Analisi immunologica del tessuto linfonodale dopo immunoterapia intralinfatica: uno studio prospettico caso controllo (ILIT-FNA)

Questo è uno studio pilota prospettico, comparativo, clinico in aperto. Da pazienti con allergia ai pollini di graminacee che si sottopongono a uno schema SCIT pre-stagionale con Polvac™ Grass+RyeSCIT presso l'Unità per le allergie dell'USZ, verranno reclutati 30 pazienti per lo studio.

Da quattro a sei settimane dopo la fine del trattamento con SCIT (alla dose massima di mantenimento), i pazienti saranno randomizzati in uno dei due gruppi di trattamento e riceveranno un'ulteriore iniezione di allergene. Entrambi i gruppi di trattamento ricevono lo stesso farmaco, ma a dosi e vie di somministrazione diverse. Quindici pazienti saranno assegnati a ricevere un'altra iniezione sottocutanea con 0,5 ml (2000 U) di Polvac Grass+Rye. Gli altri 15 pazienti saranno assegnati a ricevere un'iniezione intralinfatica di 0,1 ml Polvac Grass + Rye con 400 U di allergene. Entrambe le iniezioni SCIT e ILIT vengono eseguite mediante guida ecografica per assicurare l'iniezione nel linfonodo (ILIT) o 1 cm vicino al linfonodo (SCIT).
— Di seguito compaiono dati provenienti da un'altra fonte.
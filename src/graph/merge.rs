//! Dedup-merge of freshly fetched subgraphs into the live graph.

use std::collections::HashSet;

use log::{debug, warn};

use super::types::{GraphData, LinkKey};

/// Drops links whose endpoints are in neither `graph` nor `known`, and fixes
/// up the self-loop flag. Returns the number of links dropped.
pub fn sanitize(graph: &mut GraphData, known: &GraphData) -> usize {
	let mut ids = graph.node_ids();
	ids.extend(known.node_ids());
	let ids: HashSet<String> = ids.into_iter().map(str::to_string).collect();

	let before = graph.links.len();
	graph
		.links
		.retain(|l| ids.contains(&l.source) && ids.contains(&l.target));
	for link in &mut graph.links {
		link.is_self_loop = link.source == link.target;
	}
	let dropped = before - graph.links.len();
	if dropped > 0 {
		warn!("dropped {dropped} links with unknown endpoints");
	}
	dropped
}

/// Merges `incoming` into `current`. Existing nodes win on id collisions;
/// links are deduplicated by unordered endpoint pair, so re-adding a
/// relationship in either direction is a no-op.
pub fn merge(current: &GraphData, incoming: &GraphData) -> GraphData {
	let mut merged = current.clone();
	let mut node_ids: HashSet<String> = current.nodes.iter().map(|n| n.id.clone()).collect();
	let mut seen: HashSet<LinkKey> = current.links.iter().map(|l| l.key()).collect();

	for node in &incoming.nodes {
		if node_ids.insert(node.id.clone()) {
			merged.nodes.push(node.clone());
		}
	}
	for link in &incoming.links {
		if seen.insert(link.key()) {
			merged.links.push(link.clone());
		}
	}

	debug!(
		"merged {}+{} nodes into {}, {}+{} links into {}",
		current.nodes.len(),
		incoming.nodes.len(),
		merged.nodes.len(),
		current.links.len(),
		incoming.links.len(),
		merged.links.len()
	);
	merged
}

/// [`merge`] where either side may be missing.
pub fn merge_optional(current: Option<&GraphData>, incoming: Option<&GraphData>) -> GraphData {
	match (current, incoming) {
		(Some(c), Some(i)) => merge(c, i),
		(Some(g), None) | (None, Some(g)) => g.clone(),
		(None, None) => GraphData::default(),
	}
}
L'FNA del tessuto linfonodale sarà condotto a 2, 6 o 24 ore dopo l'iniezione dell'allergene. Allo stesso tempo, verrà eseguito l'FNA di un linfonodo controlaterale come linea di base. Il sangue venoso verrà prelevato a tutte le visite: al basale così come dopo 2, 6 o 24 ore, dopo 7 giorni e dopo 28 giorni dall'allergene ILIT o SCIT. L'FNA viene eseguito mediante guida ecografica.

Preparazione del farmaco:

La fiala del farmaco da 1 ml (4000 U/ml) viene agitata per 10 secondi. La testa della fiala viene disinfettata e 0,5 ml (per SCIT) o 0,1 ml (per ILIT) del farmaco vengono aspirati in una siringa da 1 ml con ago ipodermico 23G assicurando che non ci sia aria nella siringa o nell'ago. Il farmaco viene utilizzato entro e non oltre 4 ore dopo la preparazione. La replica della dose viene effettuata se deve essere eseguita più di un'iniezione. Il farmaco rimanente viene scartato.

Aspirazione con ago sottile (FNA):

L'FNA è minimamente invasivo ed eseguito da un investigatore esperto. La pelle sopra il linfonodo verrà disinfettata e un ago sterile (23-25 ​​g), attaccato alla siringa da 5 ml, fissato in una pistola FNA, verrà inserito nella corteccia linfonodale sotto guida ecografica color Doppler evitando tessuti importanti e organi, come grandi vasi sanguigni e nervi. Lo stantuffo della siringa viene tirato per impostare il sigillo su una scala di 2 ml al fine di mantenere la pressione negativa nella siringa. Dopo aver ruotato e aspirato la siringa 5 volte, l'ago viene ruotato per aspirare a forma di ventaglio a diverse traiettorie nel linfonodo. L'ago viene ritirato quando ca. Nella siringa sono presenti 0,1 ml di tessuto. Il sito di puntura è coperto con garza sterile e la pressione viene applicata con forza adeguata per 10 min. I pazienti vengono osservati per 30 minuti di osservazione e rilasciati in assenza di reazioni avverse. Il campione di FNA sarà lavato con mezzo di congelamento di cellule vive contenente dimetilsolfossido (DMSO) (10% DMSO e 90% siero bovino fetale (FBS)), messo in un criotubo e congelato a -80°C.

Raccolta del sangue e conservazione delle cellule e del siero sanguigno:

La raccolta del sangue venoso viene eseguita appena prima della SCIT/ILIT, a 2, 6 o 24 ore dopo la SCIT/ILIT e alle 7 e 28 dopo la SCIT/SLIT. Ogni volta, vengono raccolti 25 ml di sangue venoso per la preparazione delle PBMC e 5 ml di sangue per la preparazione del siero. Entrambi i campioni vengono elaborati con metodi interni di routine entro 2 ore per la preparazione del siero e delle cellule. Il siero prodotto viene aliquotato in campioni da 1 ml e congelato a -20 °C per analisi successive. Il sangue intero viene centrifugato su Ficoll e le PBMC isolate e lavate in PBS prima di essere risospese in mezzo di congelamento cellulare vivo contenente DMSO. Aliquote di 1 ml di cellule vengono congelate lentamente in criotubi e infine conservate a -80 °C prima di ulteriori analisi.